Payment Application Data Security Standard

The Payment Application Data Security Standard (PA-DSS) is a security standard managed by the Payment Card Industry Security Standards Council (PCI SSC). This standard is based on Visa’s Payment Application Best Practices (PABP). The PA-DSS applies to software vendors and others who develop payment applications that store, process, or transmit cardholder data as part of authorization or settlement, where these payment applications are sold, distributed, or licensed to third parties such as merchants or service providers.
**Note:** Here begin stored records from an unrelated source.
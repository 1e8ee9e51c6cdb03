//! Per-bucket migration driver.

use std::fmt;
use std::ops::AddAssign;
use std::time::{Duration, Instant};

use metainfo_metabase::{Metabase, ObjectRow, SegmentRow};
use metainfo_pointerdb::{
    DEFAULT_LIST_LIMIT, ListCursor, ListOptions, PointerDb, decode_pointer, path,
};
use tracing::{info, trace};
use uuid::Uuid;

use crate::assemble::ObjectAssembler;
use crate::batch::{BatchWriter, DEFAULT_BATCH_SIZE};
use crate::error::{MigrationError, MigrationResult};

/// Rows created by a migration run.
#[derive(Debug, Clone, Copy, Default, PartialEq, Eq)]
pub struct MigrationStats {
    pub objects_created: u64,
    pub segments_created: u64,
}

impl AddAssign for MigrationStats {
    fn add_assign(&mut self, other: Self) {
        self.objects_created += other.objects_created;
        self.segments_created += other.segments_created;
    }
}

impl fmt::Display for MigrationStats {
    fn fmt(&self, f: &mut fmt::Formatter<'_>) -> fmt::Result {
        write!(
            f,
            "{} objects, {} segments",
            self.objects_created, self.segments_created
        )
    }
}

/// Migrates every object of one bucket from the pointer store into the
/// metabase.
///
/// Listing, segment fetches and flushes run strictly one after another.
/// Any error ends the run; rows flushed before it stay in the metabase and
/// rows still buffered are dropped.
pub struct Migrator<'a, P: ?Sized, M> {
    pointerdb: &'a P,
    metabase: &'a M,

    project_id: Uuid,
    bucket: Vec<u8>,
    list_limit: usize,

    objects: BatchWriter<ObjectRow>,
    segments: BatchWriter<SegmentRow>,
}

impl<'a, P, M> Migrator<'a, P, M>
where
    P: PointerDb + ?Sized,
    M: Metabase,
{
    pub fn new(
        pointerdb: &'a P,
        metabase: &'a M,
        project_id: Uuid,
        bucket: impl Into<Vec<u8>>,
    ) -> Self {
        Self {
            pointerdb,
            metabase,
            project_id,
            bucket: bucket.into(),
            list_limit: DEFAULT_LIST_LIMIT,
            objects: BatchWriter::new(DEFAULT_BATCH_SIZE),
            segments: BatchWriter::new(DEFAULT_BATCH_SIZE),
        }
    }

    /// Rows per insert statement, for both tables.
    pub fn with_batch_size(mut self, batch_size: usize) -> Self {
        self.objects = BatchWriter::new(batch_size);
        self.segments = BatchWriter::new(batch_size);
        self
    }

    /// Keys per listing page.
    pub fn with_list_limit(mut self, list_limit: usize) -> Self {
        self.list_limit = list_limit;
        self
    }

    /// Migrate the whole bucket and flush every remaining row.
    pub async fn migrate_bucket(&mut self) -> MigrationResult<MigrationStats> {
        let started = Instant::now();
        info!(
            project_id = %self.project_id,
            bucket = %self.bucket_name(),
            "Migrating bucket"
        );

        let prefix = path::bucket_prefix(&self.project_id, &self.bucket);
        let mut cursor =
            ListCursor::new(ListOptions::recursive(prefix).with_limit(self.list_limit));
        let assembler = ObjectAssembler::new(self.pointerdb, self.project_id, &self.bucket);

        while let Some(page) = cursor.next_page(self.pointerdb).await? {
            for item in page {
                // the bucket prefix ends in the separator, so the relative key
                // is the encrypted path as stored, leading `/` included
                let encrypted_path = item.key.as_slice();

                let pointer = decode_pointer(&item.value)
                    .map_err(|source| MigrationError::decode("pointer", &item.key, source))?;

                let assembled = assembler.assemble(encrypted_path, &pointer).await?;
                trace!(
                    stream_id = %assembled.object.stream_id,
                    segments = assembled.segments.len(),
                    "Assembled object"
                );

                self.objects.push(self.metabase, assembled.object).await?;
                for segment in assembled.segments {
                    self.segments.push(self.metabase, segment).await?;
                }
            }
        }

        self.objects.finish(self.metabase).await?;
        self.segments.finish(self.metabase).await?;

        let stats = self.stats();
        info!(
            bucket = %self.bucket_name(),
            objects = stats.objects_created,
            segments = stats.segments_created,
            elapsed_ms = started.elapsed().as_millis() as u64,
            "Bucket migrated"
        );
        Ok(stats)
    }

    /// [`Migrator::migrate_bucket`] bounded by an optional deadline.
    pub async fn migrate_bucket_within(
        &mut self,
        deadline: Option<Duration>,
    ) -> MigrationResult<MigrationStats> {
        let Some(deadline) = deadline else {
            return self.migrate_bucket().await;
        };

        let bucket = self.bucket_name();
        match tokio::time::timeout(deadline, self.migrate_bucket()).await {
            Ok(result) => result,
            Err(_) => Err(MigrationError::Timeout {
                bucket,
                seconds: deadline.as_secs(),
            }),
        }
    }

    /// Rows durably created so far.
    pub fn stats(&self) -> MigrationStats {
        MigrationStats {
            objects_created: self.objects.created(),
            segments_created: self.segments.created(),
        }
    }

    pub fn project_id(&self) -> Uuid {
        self.project_id
    }

    pub fn bucket_name(&self) -> String {
        String::from_utf8_lossy(&self.bucket).into_owned()
    }
}
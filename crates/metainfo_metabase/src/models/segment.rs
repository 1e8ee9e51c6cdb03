//! Segment models and the encodings stored alongside them.

use serde::{Deserialize, Serialize};
use sqlx::FromRow;
use uuid::Uuid;

use crate::statement::{InsertRow, SqliteQuery};

/// Location of a segment within its stream.
#[derive(Debug, Clone, Copy, PartialEq, Eq, PartialOrd, Ord, Hash, Serialize, Deserialize)]
pub struct SegmentPosition {
    pub part: u32,
    pub index: u32,
}

impl SegmentPosition {
    /// Position of segment `index` in the single part of a legacy object.
    pub fn new(index: u32) -> Self {
        Self { part: 0, index }
    }

    /// Pack as `part << 32 | index`.
    pub fn encode(self) -> i64 {
        ((u64::from(self.part) << 32) | u64::from(self.index)) as i64
    }

    pub fn decode(encoded: i64) -> Self {
        let encoded = encoded as u64;
        Self {
            part: (encoded >> 32) as u32,
            index: encoded as u32,
        }
    }
}

/// Node alias list of a remote segment's pieces.
#[derive(Debug, Clone, Default, PartialEq, Eq)]
pub struct NodeAliases(pub Vec<u32>);

impl NodeAliases {
    /// Placeholder aliases written for migrated segments until piece
    /// placement is resolved against the node alias table.
    pub fn placeholder() -> Self {
        Self(vec![1])
    }

    /// Encode as consecutive unsigned LEB128 varints.
    pub fn encode(&self) -> Vec<u8> {
        let mut out = Vec::with_capacity(self.0.len());
        for &alias in &self.0 {
            let mut value = alias;
            loop {
                let byte = (value & 0x7f) as u8;
                value >>= 7;
                if value == 0 {
                    out.push(byte);
                    break;
                }
                out.push(byte | 0x80);
            }
        }
        out
    }
}

/// One row of the `segments` table.
#[derive(Debug, Clone, PartialEq, FromRow, Serialize, Deserialize)]
pub struct SegmentRow {
    pub stream_id: Uuid,
    /// Encoded [`SegmentPosition`].
    pub segment_position: i64,
    /// Empty for inline segments.
    pub root_piece_id: Vec<u8>,

    // only the terminal segment carries these
    pub encrypted_key: Vec<u8>,
    pub encrypted_key_nonce: Vec<u8>,

    pub encrypted_data_size: i32,
    pub unencrypted_data_size: i32,
    pub inline_data: Vec<u8>,

    pub node_aliases: Vec<u8>,
}

impl SegmentRow {
    pub fn position(&self) -> SegmentPosition {
        SegmentPosition::decode(self.segment_position)
    }

    pub fn has_encryption_key(&self) -> bool {
        !self.encrypted_key.is_empty() || !self.encrypted_key_nonce.is_empty()
    }
}

impl InsertRow for SegmentRow {
    const TABLE: &'static str = "segments";
    const COLUMNS: &'static [&'static str] = &[
        "stream_id",
        "segment_position",
        "root_piece_id",
        "encrypted_key",
        "encrypted_key_nonce",
        "encrypted_data_size",
        "unencrypted_data_size",
        "inline_data",
        "node_aliases",
    ];

    fn bind<'q>(self, query: SqliteQuery<'q>) -> SqliteQuery<'q> {
        query
            .bind(self.stream_id)
            .bind(self.segment_position)
            .bind(self.root_piece_id)
            .bind(self.encrypted_key)
            .bind(self.encrypted_key_nonce)
            .bind(self.encrypted_data_size)
            .bind(self.unencrypted_data_size)
            .bind(self.inline_data)
            .bind(self.node_aliases)
    }
}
Many merchants in the payments industry today utilize third party payment applications that are tailored to their business needs to assist them in accepting credit card payments. Account data compromise statistics show that vulnerable payment applications which store prohibited data are the leading cause of account data compromises, especially among small merchants. The goal of PA-DSS is to assist software vendors to develop secure payment applications that do not store prohibited data, such as full magnetic stripe data, card verification values, or PIN data, and ensure that their payment applications support the merchant’s obligation to comply with the Payment Card Industry Data Security Standard (PCI DSS).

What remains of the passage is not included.